The BACP’s response does not read as dogmatic to me. It reads as measured, professional, and assured. And that is precisely the point. Closure presents as responsibility.
In Chapter 9 of the book, I trace what happens when correction is offered to a system that has already stabilised around its own orientation. The challenge is acknowledged, and it is contextualised. It is then reframed. And then, quite smoothly, it is absorbed back into the existing frame. What appears to be an attempt at course-correction becomes confirmation.
From outside a closed system, correction is understood as reasonable and necessary. One expects that conversation will reopen questions, that evidence will clarify misunderstandings, that good faith will be recognised. These expectations rest on the assumption that the system being addressed remains open to being informed by what it does not yet know.
The letter has been received. It has not been heard. So it's not really dialogue but the performance of having listened.

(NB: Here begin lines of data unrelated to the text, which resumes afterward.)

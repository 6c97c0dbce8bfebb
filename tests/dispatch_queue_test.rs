//! Dispatch queue ordering and cool-down behaviour
//!
//! Runs on a paused Tokio clock, so sleeps complete instantly while elapsed
//! times stay exact.

use std::sync::{Arc, Mutex};
use std::time::Duration;

use async_trait::async_trait;
use bannerscrape::{
    BannerData, BannerService, DeviceProfile, DispatchQueue, ErrorKind, ExtractionRequest,
    ExtractionResult, JobRunner,
};
use futures::future::join_all;
use tokio::time::Instant;

const COOLDOWN: Duration = Duration::from_secs(3);
const WORK: Duration = Duration::from_secs(1);

#[derive(Default)]
struct RecordingRunner {
    runs: Mutex<Vec<(String, Instant, Instant)>>,
}

impl RecordingRunner {
    fn runs(&self) -> Vec<(String, Instant, Instant)> {
        self.runs.lock().unwrap().clone()
    }
}

#[async_trait]
impl JobRunner for RecordingRunner {
    async fn run(&self, request: ExtractionRequest) -> ExtractionResult {
        if request.raw_artist_url.contains("panic") {
            panic!("renderer crashed");
        }

        let start = Instant::now();
        tokio::time::sleep(WORK).await;
        self.runs
            .lock()
            .unwrap()
            .push((request.raw_artist_url.clone(), start, Instant::now()));

        ExtractionResult::Success(BannerData {
            artist_url: request.raw_artist_url.clone(),
            banner_url: String::new(),
            image_path: String::new(),
            artist_id: request.raw_artist_url,
            device_profile: request.device_profile,
        })
    }
}

fn request(id: &str) -> ExtractionRequest {
    ExtractionRequest::new(id, DeviceProfile::Desktop)
}

#[tokio::test(start_paused = true)]
async fn jobs_run_in_order_with_cooldown_between_them() {
    let runner = Arc::new(RecordingRunner::default());
    let queue = DispatchQueue::new(runner.clone() as Arc<dyn JobRunner>, COOLDOWN);

    let started = Instant::now();
    let results = join_all(["a", "b", "c"].map(|id| queue.submit(request(id)))).await;
    let elapsed = started.elapsed();

    let ids: Vec<_> = results
        .iter()
        .map(|result| match result {
            ExtractionResult::Success(data) => data.artist_id.clone(),
            other => panic!("unexpected failure: {other:?}"),
        })
        .collect();
    assert_eq!(ids, ["a", "b", "c"]);

    let runs = runner.runs();
    let order: Vec<_> = runs.iter().map(|(id, _, _)| id.as_str()).collect();
    assert_eq!(order, ["a", "b", "c"]);

    for pair in runs.windows(2) {
        let (_, _, previous_end) = &pair[0];
        let (_, next_start, _) = &pair[1];
        assert!(*next_start - *previous_end >= COOLDOWN);
    }

    // no cool-down before the first job or after the last one
    assert_eq!(runs[0].1, started);
    assert!(elapsed >= 3 * WORK + 2 * COOLDOWN);
    assert!(elapsed < 3 * WORK + 3 * COOLDOWN);

    assert_eq!(queue.pending(), 0);
    tokio::task::yield_now().await;
    assert!(!queue.is_draining());
}

#[tokio::test(start_paused = true)]
async fn single_job_is_not_delayed() {
    let runner = Arc::new(RecordingRunner::default());
    let queue = DispatchQueue::new(runner, COOLDOWN);

    let started = Instant::now();
    let result = queue.submit(request("solo")).await;

    assert!(result.is_success());
    assert!(started.elapsed() < COOLDOWN);
}

#[tokio::test(start_paused = true)]
async fn panicking_job_fails_without_stopping_the_worker() {
    let runner = Arc::new(RecordingRunner::default());
    let queue = DispatchQueue::new(runner.clone() as Arc<dyn JobRunner>, COOLDOWN);

    let (crashed, next) = tokio::join!(
        queue.submit(request("panic")),
        queue.submit(request("after"))
    );

    assert_eq!(
        crashed.error(),
        Some(&ErrorKind::ProcessingError("renderer crashed".into()))
    );
    assert!(next.is_success());
    assert_eq!(runner.runs().len(), 1);
}

#[tokio::test(start_paused = true)]
async fn invalid_urls_are_rejected_before_queueing() {
    let runner = Arc::new(RecordingRunner::default());
    let service = BannerService::new(DispatchQueue::new(
        runner.clone() as Arc<dyn JobRunner>,
        COOLDOWN,
    ));

    let result = service
        .extract("https://example.com/not-an-artist", DeviceProfile::Mobile)
        .await;

    assert_eq!(result.error(), Some(&ErrorKind::InvalidUrl));
    assert!(runner.runs().is_empty());
    assert_eq!(service.queue().pending(), 0);

    let valid = service
        .extract("spotify:artist:4Z8W4fKeB5YxbusRsdQVPb", DeviceProfile::Mobile)
        .await;
    assert!(valid.is_success());
    assert_eq!(runner.runs().len(), 1);
}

What the Response Reveals About the System
Whether or not the response was written in bad faith is not the central issue. The central issue is that it does not engage the substance of the concern, and instead reproduces the very structure the open letter was questioning. I suspect the parameters are the issue more than the person operating within them. But the structure of the response reveals something important about the conditions under which it was produced.
In Moral Singularity, I call this the point at which a moral system becomes self-validating: judgements are confirmed by internal alignment rather than by contact with external consequence. The system does not collapse into chaos. It closes into order. From inside, questions feel settled, boundaries feel justified, and the absence of internal challenge reads as consensus rather than silence.
So What Now
The BACP has confirmed, in writing, that the new Ethical Framework will include a commitment to anti-oppressive practice. It has confirmed that it regards a critical social justice framework as complementary to traditional ethical principles. It has confirmed that it sees no tension between these commitments and the pluralism it claims to uphold. And it has done all of this without engaging with any of the specific concerns or proposals set out in the open letter.
The meaning of that, to my mind, is straightforward. The BACP was offered an opportunity to demonstrate, through concrete action, that it takes theoretical diversity seriously. It has chosen instead to restate its position, describe its own processes, and confirm the direction the open letter asked it to reconsider.
A Therapy Today article is a possibility, at the editor’s invitation, but we will see. Moral Singularity is available for those who want to understand the structural dynamics now visible in the profession. The open letter remains as a record of where more than sixty professionals stood, together, in February 2026.
My own view is now clear, and on record.
If you share these concerns, do not assume they are already being said. They may not be. So please write. Speak and raise questions directly. If pluralism is to mean anything, it has to hold under pressure, not just in principle.
What happens next depends, in part, on who is willing to say what they see.